Lasagna with a white sauce

Deneece Gursky


This is a recipe given to me many years ago by my then MIL. It is a delicious lasagna made with a white sauce instead of the more widely know red sauce. This is great for those who's tummies cant handle the red sauces or hey just as a twist to an old fave!

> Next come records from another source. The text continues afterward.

//! roster-store: persistence for the attendance pipeline.
//!
//! A single SQLite database holds participants, per-model face embeddings,
//! registration photos, events and the attendance log. Each collection is
//! exposed through its own trait, all implemented by [`Database`].

pub mod attendance;
pub mod blobs;
pub mod db;
pub mod embeddings;
pub mod error;
pub mod events;
pub mod participants;

pub use attendance::{AttendanceLog, AttendanceQuery, AttendanceRecord};
pub use blobs::{Blob, BlobStore};
pub use db::{Counts, Database};
pub use embeddings::{load_known_faces, EmbeddingStore};
pub use error::StoreError;
pub use events::{Event, EventStore};
pub use participants::{AttendanceEntry, IdentityStore, NewParticipant, Participant, ParticipantDetails};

pinch tips: How to Freeze Fish, Meat & Poultry


1 box lasagna noodles (cooked according to pkg and drained)
2 lbs ground sirloin
4 medium tomatoes (peeled and mashed well with fork)
1 medium carrot (grated)
2 medium onions (minced)
5-6 garlic cloves (pressed thru garlic press)
1 quart + 2 oz milk
1 stick of butter
1 c all purpose flour
12 oz mozzerella cheese
parmesan cheese
salt, pepper, garlic powder,
olive oil

Directions Step-By-Step

In non stick pan saute onion and garlic till onion is clear in color. Add grated carrots and saute gently for about 8 to 10 minutes.
Now add the ground sirloin and season with salt pepper and garlic powder to taste. Cook until meat is cooked all the way thru.
Add mashed tomatoes to this and simmer for about 6 to 8 minutes. Set aside.
White sauce: melt the butter in a frying pan and while doing this, in a seperate pan bring milk to boil.
Once butter is melted add flour to it mixing well as you do so, and fry this lightly. Now pour milk into this in a thin constant stream mixing it in well. Return to a boil then heat until the sauce has a nice consistancy. Add salt pepper and garlic to taste.
In your lasagna pan put a thin layer of sauce and then a layer of noodles, follow this with a layer of the meat mixture a layer of mozzerella and parmesan cheeses and then a layer of the white sauce. Repeat these steps again, for one or two layers and end with noodles, then sauce and grated cheeses.
Bake in preheated 325 degree oven for 40 to 45 minutes, remove, sprinkle with parmesan cheese and return to oven for additional 5 to 10 minutes.
You can serve this with a side of your favorite tomato sauce if desired.